Among many other food delights in August, it is also the month where the hazelnuts – or noisettes as the French more poetically call them – ripen and become ready for use.
Many of us – at least from the Scandinavian part of Europe – best know hazelnuts as the dried nuts used to celebrate Christmas or as basis for cakes – also in their dried version. However, the fresher, younger noisettes, which are available these weeks at the markets in Bruxelles, can also be used for many purposes in cooking, In fact Alan Davidson in his Oxford Companion to Food states that in most countries noisettes are traditionally eaten fresh (“green”), either as they are or used in sweet dishes though some places, such as Spain, also used in savoury dishes. Most famously in Spain is the sauce Romesco from Tarragona, based on fresh, roasted hazelnuts originally, possibly combined with almonds.

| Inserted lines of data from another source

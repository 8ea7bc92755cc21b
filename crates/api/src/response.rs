//! Shared response envelope types for API handlers.
//!
//! Every non-validation response uses the `{ success, message, data }`
//! envelope. Business failures (missing record, mutation not applied) are
//! reported with `success: false` and HTTP 200; only form validation uses a
//! different body and status (see [`crate::error::AppError::Validation`]).

use roster_core::roster::RosterKind;
use roster_core::types::{DbId, Timestamp};
use roster_db::models::staff_member::StaffMember;
use serde::Serialize;

/// Standard `{ "success", "message", "data" }` response envelope.
///
/// # Example
///
/// ```ignore
/// Ok(Json(ApiResource::ok(kind.messages().detail, record)))
/// ```
#[derive(Debug, Serialize)]
pub struct ApiResource<T: Serialize> {
    pub success: bool,
    pub message: &'static str,
    pub data: Option<T>,
}

impl<T: Serialize> ApiResource<T> {
    pub fn ok(message: &'static str, data: T) -> Self {
        Self {
            success: true,
            message,
            data: Some(data),
        }
    }

    /// Successful outcome with `data: null` (e.g. a delete).
    pub fn done(message: &'static str) -> Self {
        Self {
            success: true,
            message,
            data: None,
        }
    }

    pub fn failed(message: &'static str) -> Self {
        Self {
            success: false,
            message,
            data: None,
        }
    }
}

/// A roster record as returned to clients.
///
/// `image` is the public URL of the stored photo, derived from the stored
/// filename at render time.
#[derive(Debug, Clone, Serialize)]
pub struct StaffMemberResource {
    pub id: DbId,
    pub image: String,
    pub name: String,
    pub role: String,
    pub phone: String,
    pub created_at: Timestamp,
    pub updated_at: Timestamp,
}

impl StaffMemberResource {
    pub fn new(kind: RosterKind, app_url: &str, row: StaffMember) -> Self {
        Self {
            id: row.id,
            image: kind.image_url(app_url, &row.image),
            name: row.name,
            role: row.role,
            phone: row.phone,
            created_at: row.created_at,
            updated_at: row.updated_at,
        }
    }
}
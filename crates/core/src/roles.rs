//! Organizational role catalog shared by every roster kind.
//!
//! Each role label belongs to exactly one unit. Most roles may be held by a
//! single record at a time; the unit "Anggota" (member) roles allow any
//! number of holders. The exemption list in
//! `db/migrations/20260101000001_create_roster_tables.sql` must match
//! [`MULTI_HOLDER_ROLES`].

use serde::Serialize;

/// A single assignable role.
#[derive(Debug, Clone, Copy, PartialEq, Eq, Serialize)]
pub struct RoleDef {
    /// Exact label stored in the `role` column.
    pub label: &'static str,
    /// Unit the role belongs to.
    #[serde(skip)]
    pub unit: &'static str,
    /// Whether more than one record may hold this role.
    pub multiple_holders: bool,
}

/// An organizational unit and its roles, in display order.
#[derive(Debug, Clone, Copy, Serialize)]
pub struct OrgUnit {
    pub unit: &'static str,
    pub roles: &'static [RoleDef],
}

pub const UNIT_BPH: &str = "BPH";
pub const UNIT_SENI: &str = "Pengembangan Seni & Kreativitas";
pub const UNIT_SDM: &str = "Pengembangan SDM";
pub const UNIT_EKRAF: &str = "Ekonomi Kreatif";
pub const UNIT_MEDIA: &str = "Media Kreativitas & Informasi";

const fn single(unit: &'static str, label: &'static str) -> RoleDef {
    RoleDef {
        label,
        unit,
        multiple_holders: false,
    }
}

const fn multi(unit: &'static str, label: &'static str) -> RoleDef {
    RoleDef {
        label,
        unit,
        multiple_holders: true,
    }
}

const BPH_ROLES: &[RoleDef] = &[
    single(UNIT_BPH, "Ketua"),
    single(UNIT_BPH, "Wakil Ketua"),
    single(UNIT_BPH, "Sekretaris"),
    single(UNIT_BPH, "Wakil Sekretaris"),
    single(UNIT_BPH, "Bendahara"),
];

const SENI_ROLES: &[RoleDef] = &[
    single(UNIT_SENI, "Pengembangan Seni & Kreativitas - Ketua"),
    single(UNIT_SENI, "Pengembangan Seni & Kreativitas - Sekretaris"),
    multi(UNIT_SENI, "Pengembangan Seni & Kreativitas - Anggota"),
];

const SDM_ROLES: &[RoleDef] = &[
    single(UNIT_SDM, "Pengembangan SDM - Ketua"),
    single(UNIT_SDM, "Pengembangan SDM - Sekretaris"),
    multi(UNIT_SDM, "Pengembangan SDM - Anggota"),
];

const EKRAF_ROLES: &[RoleDef] = &[
    single(UNIT_EKRAF, "Ekonomi Kreatif - Ketua"),
    single(UNIT_EKRAF, "Ekonomi Kreatif - Sekretaris"),
    multi(UNIT_EKRAF, "Ekonomi Kreatif - Anggota"),
];

const MEDIA_ROLES: &[RoleDef] = &[
    single(UNIT_MEDIA, "Media Kreativitas & Informasi - Ketua"),
    single(UNIT_MEDIA, "Media Kreativitas & Informasi - Sekretaris"),
    multi(UNIT_MEDIA, "Media Kreativitas & Informasi - Anggota"),
];

/// The full catalog, grouped by unit.
pub const CATALOG: &[OrgUnit] = &[
    OrgUnit {
        unit: UNIT_BPH,
        roles: BPH_ROLES,
    },
    OrgUnit {
        unit: UNIT_SENI,
        roles: SENI_ROLES,
    },
    OrgUnit {
        unit: UNIT_SDM,
        roles: SDM_ROLES,
    },
    OrgUnit {
        unit: UNIT_EKRAF,
        roles: EKRAF_ROLES,
    },
    OrgUnit {
        unit: UNIT_MEDIA,
        roles: MEDIA_ROLES,
    },
];

/// Labels of the roles that accept multiple holders.
pub const MULTI_HOLDER_ROLES: &[&str] = &[
    "Pengembangan Seni & Kreativitas - Anggota",
    "Pengembangan SDM - Anggota",
    "Ekonomi Kreatif - Anggota",
    "Media Kreativitas & Informasi - Anggota",
];

/// Units in display order.
pub fn units() -> &'static [OrgUnit] {
    CATALOG
}

/// Every role in catalog order.
pub fn all() -> impl Iterator<Item = &'static RoleDef> {
    CATALOG.iter().flat_map(|unit| unit.roles.iter())
}

/// Look up a role by its exact label.
pub fn find(label: &str) -> Option<&'static RoleDef> {
    all().find(|role| role.label == label)
}

/// Whether `label` names a role in the catalog.
pub fn is_valid(label: &str) -> bool {
    find(label).is_some()
}

/// Whether `label` may be held by more than one record.
///
/// Unknown labels are treated as single-holder.
pub fn allows_multiple_holders(label: &str) -> bool {
    find(label).is_some_and(|role| role.multiple_holders)
}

However, my food delight in August is to make jams and preserves and a favorite is always a jam of plums with fresh hazelnuts. This year I had the possibility to use the small but tasty prunes de Namur, which combined with the fresh hazelnuts create a beautifully nutty taste of the last of the summer. To be enjoyed as autumn and winter gets closer and closer.
As for any jams in general the recipes are simple: plums, sugar, a lemon, possibly a bit of water, and then the chopped, fresh noisettes. Not too many, not too few. For two kilos of plums I used 200 g of fresh hazelnuts (in not too small pieces) and 1,8 kg of sugar (the plums were fairly sour though tasty).
At your cauldrons!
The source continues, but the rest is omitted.